We have participated in the preparation of Post-Effective Amendment No. 7
to the Registration Statement on Form S-1 (such Registration Statement, as
amended, being referred to as the "Registration Statement") under the
Securities Act of 1933, as amended (the "Securities Act"), to be filed with
the Securities and Exchange Commission (the "Commission") on or about the
date hereof covering the issuance of up to an aggregate of 75,000 units (the
"Units") of limited partnership interests in the Partnerships. We have
examined (i) the Certificate of Limited Partnership of ICON Eight B as
amended to date, (ii) the Agreement of Limited Partnership of ICON Eight B
dated as of May 28, 1998 (the "ICON Eight B Partnership Agreement") as
amended to date, (iii) the Prospectus constituting part of the Registration
Statement (the "Prospectus"), and such other documents pertaining to the
Partnership as we have deemed necessary or appropriate for purposes of
rendering this opinion. In such examination, we have assumed the legal
capacity of all natural persons, the genuineness of all signatures, the
authenticity of all documents submitted to us as originals, the conformity to
original documents of all documents submitted to us as certified or
photostatic copies and the authenticity of the originals of such copies.

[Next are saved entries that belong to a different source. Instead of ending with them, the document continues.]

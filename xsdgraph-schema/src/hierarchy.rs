//! Class hierarchy index.

use crate::set::SchemaSet;
use crate::types::QName;
use indexmap::{IndexMap, IndexSet};

/// Map from a base type to every type that transitively extends it.
///
/// Descendants are kept in type declaration order. Built once, before
/// any element is resolved, and read-only afterwards.
#[derive(Debug, Clone, Default)]
pub struct ClassHierarchy {
    descendants: IndexMap<QName, IndexSet<QName>>,
}

impl ClassHierarchy {
    /// Indexes every extension relationship in the set.
    #[must_use]
    pub fn build(set: &SchemaSet) -> Self {
        let mut descendants: IndexMap<QName, IndexSet<QName>> = IndexMap::new();

        for def in set.types() {
            let Some(name) = &def.name else { continue };
            let mut seen = IndexSet::new();
            let mut base = def.extension_base();

            while let Some(ancestor) = base {
                if !seen.insert(ancestor) {
                    break;
                }
                descendants
                    .entry(ancestor.clone())
                    .or_default()
                    .insert(name.clone());
                base = set.type_def(ancestor).and_then(|d| d.extension_base());
            }
        }

        Self { descendants }
    }

    /// Returns the transitive descendants of a type.
    pub fn descendants(&self, base: &QName) -> impl Iterator<Item = &QName> {
        self.descendants.get(base).into_iter().flatten()
    }

    /// Returns true if any type extends `base`.
    #[must_use]
    pub fn has_descendants(&self, base: &QName) -> bool {
        self.descendants.get(base).is_some_and(|d| !d.is_empty())
    }

    /// Number of base types with at least one descendant.
    #[must_use]
    pub fn len(&self) -> usize {
        self.descendants.len()
    }

    /// Returns true if no extension relationship was found.
    #[must_use]
    pub fn is_empty(&self) -> bool {
        self.descendants.is_empty()
    }
}
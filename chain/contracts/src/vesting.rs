//! Vesting schedule — ordered unlock tranches with lazy folding
//!
//! Tranches are kept in creation order and never reordered. Folding marks
//! every matured tranche as released; `first_unfolded` indexes the first
//! tranche still pending so scans skip the released prefix. Once released
//! slots number at least `COMPACT_THRESHOLD` and make up at least half of
//! the storage, all of them are dropped, wherever they sit.
//!
//! Unlock times are not required to be increasing, so a later tranche may
//! mature before an earlier one; folding scans the whole pending region.

use serde::{Deserialize, Serialize};
use types::errors::ArithmeticError;
use types::numeric::Amount;

/// Minimum released slot count before compaction is considered
const COMPACT_THRESHOLD: usize = 32;

/// One (amount, unlock time) pair
#[derive(Debug, Clone, Copy, PartialEq, Eq, Serialize, Deserialize)]
pub struct Tranche {
    pub amount: Amount,
    /// Unix seconds
    pub unlock_time: i64,
}

impl Tranche {
    pub fn new(amount: Amount, unlock_time: i64) -> Self {
        Self { amount, unlock_time }
    }

    pub fn is_mature(&self, current_time: i64) -> bool {
        self.unlock_time <= current_time
    }
}

#[derive(Debug, Clone)]
struct Slot {
    tranche: Tranche,
    released: bool,
}

/// Pending tranches for one account
#[derive(Debug, Clone, Default)]
pub struct VestingSchedule {
    slots: Vec<Slot>,
    first_unfolded: usize,
    /// released slots still held in `slots`
    released_slots: usize,
    pending_total: Amount,
}

impl VestingSchedule {
    pub fn new() -> Self {
        Self::default()
    }

    /// Append tranches in order.
    ///
    /// Either all tranches are appended or, on overflow of the pending
    /// total, none are.
    pub fn schedule(&mut self, tranches: &[Tranche]) -> Result<(), ArithmeticError> {
        let added = Amount::checked_sum(tranches.iter().map(|t| &t.amount))?;
        let new_total = self.pending_total.checked_add(added)?;

        self.slots.extend(tranches.iter().map(|&tranche| Slot {
            tranche,
            released: false,
        }));
        self.pending_total = new_total;
        Ok(())
    }

    /// Sum of matured, still-pending tranches. Read-only.
    pub fn releasable(&self, current_time: i64) -> Amount {
        let matured = Amount::checked_sum(
            self.pending()
                .filter(|t| t.is_mature(current_time))
                .map(|t| &t.amount),
        );
        debug_assert!(matured.is_ok(), "matured tranches exceed pending total");
        matured.unwrap_or(self.pending_total)
    }

    /// Release every matured tranche and return the released sum.
    ///
    /// Idempotent: a second call at the same time releases nothing.
    pub fn fold(&mut self, current_time: i64) -> Amount {
        let released = self.releasable(current_time);
        if released.is_zero() {
            return Amount::ZERO;
        }

        for slot in &mut self.slots[self.first_unfolded..] {
            if !slot.released && slot.tranche.is_mature(current_time) {
                slot.released = true;
                self.released_slots += 1;
            }
        }
        let remaining = self.pending_total.checked_sub(released);
        debug_assert!(remaining.is_ok(), "released more than pending total");
        self.pending_total = remaining.unwrap_or(Amount::ZERO);

        while self.first_unfolded < self.slots.len() && self.slots[self.first_unfolded].released {
            self.first_unfolded += 1;
        }
        self.compact();
        released
    }

    /// Pending tranches in creation order
    pub fn pending(&self) -> impl Iterator<Item = &Tranche> + '_ {
        self.slots[self.first_unfolded..]
            .iter()
            .filter(|slot| !slot.released)
            .map(|slot| &slot.tranche)
    }

    /// Total still locked
    pub fn pending_total(&self) -> Amount {
        self.pending_total
    }

    pub fn pending_count(&self) -> usize {
        self.pending().count()
    }

    pub fn is_empty(&self) -> bool {
        self.pending_total.is_zero() && self.pending_count() == 0
    }

    /// Earliest unlock time among pending tranches
    pub fn next_unlock_time(&self) -> Option<i64> {
        self.pending().map(|t| t.unlock_time).min()
    }

    /// Slots held in storage, released ones included
    fn storage_len(&self) -> usize {
        self.slots.len()
    }

    fn compact(&mut self) {
        if self.released_slots >= COMPACT_THRESHOLD && self.released_slots * 2 >= self.slots.len() {
            self.slots.retain(|slot| !slot.released);
            self.first_unfolded = 0;
            self.released_slots = 0;
        }
    }
}
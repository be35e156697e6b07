//! Fixed-point amounts for balances and prices
//!
//! Every amount is an unsigned integer count of the smallest unit, scaled by
//! 10^18 ("wei-like" units). Arithmetic is checked and fails rather than
//! wrapping. Products go through a 256-bit intermediate and round toward
//! zero. `rust_decimal` is only used at the human-readable boundary
//! (parsing "254.11", presenting balances).

use rust_decimal::Decimal;
use serde::{Deserialize, Serialize};
use std::fmt;
use std::str::FromStr;

use crate::errors::{ArithmeticError, ParseError};

uint::construct_uint! {
    /// 256-bit unsigned integer used for intermediate products.
    pub struct U256(4);
}

/// Number of fractional digits carried by every amount
pub const DECIMALS: u32 = 18;

/// One whole unit expressed in base units (10^18)
pub const WAD: u128 = 1_000_000_000_000_000_000;

/// Non-negative fixed-point quantity scaled by 10^18
///
/// Serialized as the base-unit integer in a string, e.g. one whole token is
/// `"1000000000000000000"`. `Display`/`FromStr` use human units instead
/// (`"1.5"`).
#[derive(Debug, Clone, Copy, Default, PartialEq, Eq, Hash, PartialOrd, Ord, Serialize, Deserialize)]
#[serde(try_from = "String", into = "String")]
pub struct Amount(u128);

/// Settlement-asset units per whole token, same 18-digit scale
pub type Price = Amount;

impl Amount {
    pub const ZERO: Amount = Amount(0);
    pub const MAX: Amount = Amount(u128::MAX);

    /// Create from base units
    pub const fn from_wei(wei: u128) -> Self {
        Self(wei)
    }

    /// Create from a whole number of units (`5` → 5.0)
    pub const fn from_whole(units: u64) -> Self {
        Self(units as u128 * WAD)
    }

    /// Base-unit integer value
    pub const fn as_wei(&self) -> u128 {
        self.0
    }

    pub fn is_zero(&self) -> bool {
        self.0 == 0
    }

    pub fn checked_add(self, rhs: Amount) -> Result<Amount, ArithmeticError> {
        self.0
            .checked_add(rhs.0)
            .map(Amount)
            .ok_or(ArithmeticError::Overflow)
    }

    pub fn checked_sub(self, rhs: Amount) -> Result<Amount, ArithmeticError> {
        self.0
            .checked_sub(rhs.0)
            .map(Amount)
            .ok_or(ArithmeticError::Underflow)
    }

    /// Fixed-point product `self * price / 10^18`, rounded toward zero.
    ///
    /// Used to compute the settlement cost of `self` tokens at `price`.
    pub fn mul_price(self, price: Price) -> Result<Amount, ArithmeticError> {
        let product = U256::from(self.0) * U256::from(price.0);
        let scaled = product / U256::from(WAD);
        if scaled > U256::from(u128::MAX) {
            return Err(ArithmeticError::Overflow);
        }
        Ok(Amount(scaled.as_u128()))
    }

    /// Checked sum of a sequence of amounts
    pub fn checked_sum<'a, I>(amounts: I) -> Result<Amount, ArithmeticError>
    where
        I: IntoIterator<Item = &'a Amount>,
    {
        amounts
            .into_iter()
            .try_fold(Amount::ZERO, |acc, amount| acc.checked_add(*amount))
    }

    /// Convert a human-unit decimal (e.g. `254.11`) to a fixed-point amount.
    ///
    /// Rejects negative values and values with more than 18 fractional digits.
    pub fn from_decimal(value: Decimal) -> Result<Amount, ParseError> {
        let invalid = |reason: &str| ParseError::InvalidAmount {
            input: value.to_string(),
            reason: reason.to_string(),
        };

        if value.is_sign_negative() && !value.is_zero() {
            return Err(invalid("amount must not be negative"));
        }
        let scale = value.scale();
        if scale > DECIMALS {
            return Err(invalid("more than 18 fractional digits"));
        }

        let mantissa = value.mantissa().unsigned_abs();
        let factor = 10u128.pow(DECIMALS - scale);
        mantissa
            .checked_mul(factor)
            .map(Amount)
            .ok_or_else(|| invalid("amount out of range"))
    }

    /// Human-unit decimal view, if it fits in a `Decimal`
    pub fn to_decimal(&self) -> Option<Decimal> {
        let wei = i128::try_from(self.0).ok()?;
        Decimal::try_from_i128_with_scale(wei, DECIMALS)
            .ok()
            .map(|d| d.normalize())
    }
}

impl fmt::Display for Amount {
    fn fmt(&self, f: &mut fmt::Formatter<'_>) -> fmt::Result {
        let whole = self.0 / WAD;
        let frac = self.0 % WAD;
        if frac == 0 {
            return write!(f, "{}", whole);
        }
        let digits = format!("{:018}", frac);
        write!(f, "{}.{}", whole, digits.trim_end_matches('0'))
    }
}

impl FromStr for Amount {
    type Err = ParseError;

    /// Parse human units, e.g. `"0.5"` or `"254.11"`
    fn from_str(s: &str) -> Result<Self, Self::Err> {
        let value = Decimal::from_str(s.trim()).map_err(|e| ParseError::InvalidAmount {
            input: s.to_string(),
            reason: e.to_string(),
        })?;
        Amount::from_decimal(value)
    }
}

impl TryFrom<String> for Amount {
    type Error = ParseError;

    fn try_from(value: String) -> Result<Self, Self::Error> {
        value
            .parse::<u128>()
            .map(Amount)
            .map_err(|e| ParseError::InvalidAmount {
                input: value.clone(),
                reason: e.to_string(),
            })
    }
}

impl From<Amount> for String {
    fn from(amount: Amount) -> Self {
        amount.0.to_string()
    }
}

#[cfg(test)]
mod tests {
    use super::*;

    #[test]
    fn test_from_whole() {
        assert_eq!(Amount::from_whole(1).as_wei(), WAD);
        assert_eq!(Amount::from_whole(0), Amount::ZERO);
    }

    #[test]
    fn test_checked_add_overflow() {
        assert_eq!(
            Amount::MAX.checked_add(Amount::from_wei(1)),
            Err(ArithmeticError::Overflow)
        );
    }

    #[test]
    fn test_checked_sub_underflow() {
        assert_eq!(
            Amount::from_wei(1).checked_sub(Amount::from_wei(2)),
            Err(ArithmeticError::Underflow)
        );
        assert_eq!(
            Amount::from_wei(5).checked_sub(Amount::from_wei(2)),
            Ok(Amount::from_wei(3))
        );
    }

    #[test]
    fn test_mul_price_whole_units() {
        // 2 tokens at 1.0 costs 2.0
        let cost = Amount::from_whole(2).mul_price(Amount::from_whole(1)).unwrap();
        assert_eq!(cost, Amount::from_whole(2));
    }

    #[test]
    fn test_mul_price_fractional() {
        let amount: Amount = "1.5".parse().unwrap();
        let price: Amount = "254.11".parse().unwrap();
        let cost = amount.mul_price(price).unwrap();
        assert_eq!(cost, "381.165".parse().unwrap());
    }

    #[test]
    fn test_mul_price_rounds_toward_zero() {
        // 1 wei at 0.5 is half a wei, truncated to zero
        let cost = Amount::from_wei(1).mul_price("0.5".parse().unwrap()).unwrap();
        assert_eq!(cost, Amount::ZERO);

        let cost = Amount::from_wei(3).mul_price("0.5".parse().unwrap()).unwrap();
        assert_eq!(cost, Amount::from_wei(1));
    }

    #[test]
    fn test_mul_price_large_intermediate() {
        // Product exceeds u128 before scaling but the result fits
        let amount = Amount::from_whole(1_000_000_000);
        let price = Amount::from_whole(1_000_000_000);
        let cost = amount.mul_price(price).unwrap();
        assert_eq!(cost, Amount::from_whole(1_000_000_000_000_000_000));
    }

    #[test]
    fn test_mul_price_overflow() {
        let result = Amount::MAX.mul_price(Amount::from_whole(2));
        assert_eq!(result, Err(ArithmeticError::Overflow));
    }

    #[test]
    fn test_checked_sum() {
        let amounts = vec![Amount::from_whole(1), Amount::from_whole(2)];
        assert_eq!(Amount::checked_sum(&amounts), Ok(Amount::from_whole(3)));
        assert_eq!(Amount::checked_sum(&[]), Ok(Amount::ZERO));

        let overflow = vec![Amount::MAX, Amount::from_wei(1)];
        assert_eq!(Amount::checked_sum(&overflow), Err(ArithmeticError::Overflow));
    }

    #[test]
    fn test_parse_human_units() {
        assert_eq!("0.5".parse::<Amount>().unwrap().as_wei(), WAD / 2);
        assert_eq!("254.11".parse::<Amount>().unwrap().as_wei(), 254_110_000_000_000_000_000);
        assert_eq!("3".parse::<Amount>().unwrap(), Amount::from_whole(3));
    }

    #[test]
    fn test_parse_rejects_negative() {
        assert!(matches!(
            "-1".parse::<Amount>(),
            Err(ParseError::InvalidAmount { .. })
        ));
    }

    #[test]
    fn test_parse_rejects_excess_precision() {
        assert!(matches!(
            "0.0000000000000000001".parse::<Amount>(),
            Err(ParseError::InvalidAmount { .. })
        ));
    }

    #[test]
    fn test_display() {
        assert_eq!(Amount::from_whole(2).to_string(), "2");
        assert_eq!("0.5".parse::<Amount>().unwrap().to_string(), "0.5");
        assert_eq!(Amount::from_wei(1).to_string(), "0.000000000000000001");
    }

    #[test]
    fn test_to_decimal() {
        let amount: Amount = "254.11".parse().unwrap();
        assert_eq!(amount.to_decimal(), Some(Decimal::from_str("254.11").unwrap()));
        assert_eq!(Amount::MAX.to_decimal(), None);
    }

    #[test]
    fn test_serialization_uses_base_units() {
        let amount = Amount::from_whole(1);
        let json = serde_json::to_string(&amount).unwrap();
        assert_eq!(json, "\"1000000000000000000\"");

        let deserialized: Amount = serde_json::from_str(&json).unwrap();
        assert_eq!(amount, deserialized);
    }

    mod proptests {
        use super::*;
        use proptest::prelude::*;

        proptest! {
            /// Multiplying by 1.0 is the identity
            #[test]
            fn fuzz_mul_price_unit_identity(wei in any::<u128>()) {
                let amount = Amount::from_wei(wei);
                prop_assert_eq!(amount.mul_price(Amount::from_whole(1)), Ok(amount));
            }

            /// Display output parses back to the same amount
            #[test]
            fn fuzz_display_parses_back(wei in 0u128..=u64::MAX as u128 * 1_000) {
                let amount = Amount::from_wei(wei);
                let parsed: Amount = amount.to_string().parse().unwrap();
                prop_assert_eq!(parsed, amount);
            }
        }
    }
}
//! Contract-specific error types
//!
//! Error taxonomy for ledger, market and deployment operations. Every
//! operation either commits fully or returns one of these with no state
//! change.

use thiserror::Error;
use types::errors::{ArithmeticError, ParseError};

/// Token ledger errors (security token and settlement token)
#[derive(Error, Debug, Clone, PartialEq)]
pub enum LedgerError {
    #[error("Account not whitelisted: {account}")]
    NotWhitelisted { account: String },

    #[error("Insufficient unlocked balance for {account}: required {required}, available {available}")]
    InsufficientUnlockedBalance {
        account: String,
        required: String,
        available: String,
    },

    #[error("Insufficient balance for {account}: required {required}, available {available}")]
    InsufficientBalance {
        account: String,
        required: String,
        available: String,
    },

    #[error("Insufficient allowance from {owner} to {spender}: required {required}, available {available}")]
    InsufficientAllowance {
        owner: String,
        spender: String,
        required: String,
        available: String,
    },

    #[error("Vesting schedule mismatch: {reason}")]
    VestingScheduleMismatch { reason: String },

    #[error("Unauthorized: caller {caller} lacks the required role")]
    Unauthorized { caller: String },

    #[error("Amount must be positive")]
    InvalidAmount,

    #[error("Arithmetic overflow in balance calculation")]
    Overflow,

    #[error("Arithmetic underflow in balance calculation")]
    Underflow,
}

impl From<ArithmeticError> for LedgerError {
    fn from(err: ArithmeticError) -> Self {
        match err {
            ArithmeticError::Overflow => LedgerError::Overflow,
            ArithmeticError::Underflow => LedgerError::Underflow,
        }
    }
}

/// Market and token registry errors
#[derive(Error, Debug, Clone, PartialEq)]
pub enum MarketError {
    #[error("Token already registered: {token}")]
    DuplicateToken { token: String },

    #[error("Unknown token: {token}")]
    UnknownToken { token: String },

    #[error("Token is not active: {token}")]
    InactiveToken { token: String },

    #[error("Invalid listing: {reason}")]
    InvalidListing { reason: String },

    #[error("Invalid order parameters: {reason}")]
    InvalidOrderParameters { reason: String },

    #[error("Insufficient allowance from {owner} to market: required {required}, available {available}")]
    InsufficientAllowance {
        owner: String,
        required: String,
        available: String,
    },

    #[error("Escrow transfer failed: {0}")]
    Escrow(LedgerError),

    #[error("Unauthorized: caller {caller} is not market admin")]
    Unauthorized { caller: String },

    #[error("Arithmetic overflow in escrow calculation")]
    Overflow,

    #[error("Arithmetic underflow in escrow calculation")]
    Underflow,
}

impl From<ArithmeticError> for MarketError {
    fn from(err: ArithmeticError) -> Self {
        match err {
            ArithmeticError::Overflow => MarketError::Overflow,
            ArithmeticError::Underflow => MarketError::Underflow,
        }
    }
}

/// An allowance shortfall surfaces as a market-level condition; any other
/// token failure is reported as a failed escrow pull.
impl From<LedgerError> for MarketError {
    fn from(err: LedgerError) -> Self {
        match err {
            LedgerError::InsufficientAllowance {
                owner,
                required,
                available,
                ..
            } => MarketError::InsufficientAllowance {
                owner,
                required,
                available,
            },
            other => MarketError::Escrow(other),
        }
    }
}

/// Deployment configuration errors
#[derive(Error, Debug)]
pub enum ConfigError {
    #[error("Failed to read config {path}: {source}")]
    Io {
        path: String,
        #[source]
        source: std::io::Error,
    },

    #[error("Malformed config: {0}")]
    Json(#[from] serde_json::Error),

    #[error("Invalid value in config: {0}")]
    Parse(#[from] ParseError),

    #[error("Duplicate address in config: {address}")]
    DuplicateAddress { address: String },

    #[error("Deployment setup failed: {0}")]
    Ledger(#[from] LedgerError),

    #[error("Deployment setup failed: {0}")]
    Market(#[from] MarketError),
}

Based upon and subject to the foregoing, and assuming that sales of the
Units will be made in accordance with the terms and conditions stated in the
Registration Statement and the ICON Eight B Partnership Agreement, we are of
the opinion that each of the Units to be issued pursuant to the ICON Eight B
Partnership Agreement will be duly authorized and, when issued and paid for
as described in the Prospectus, will be fully paid and non-assessable.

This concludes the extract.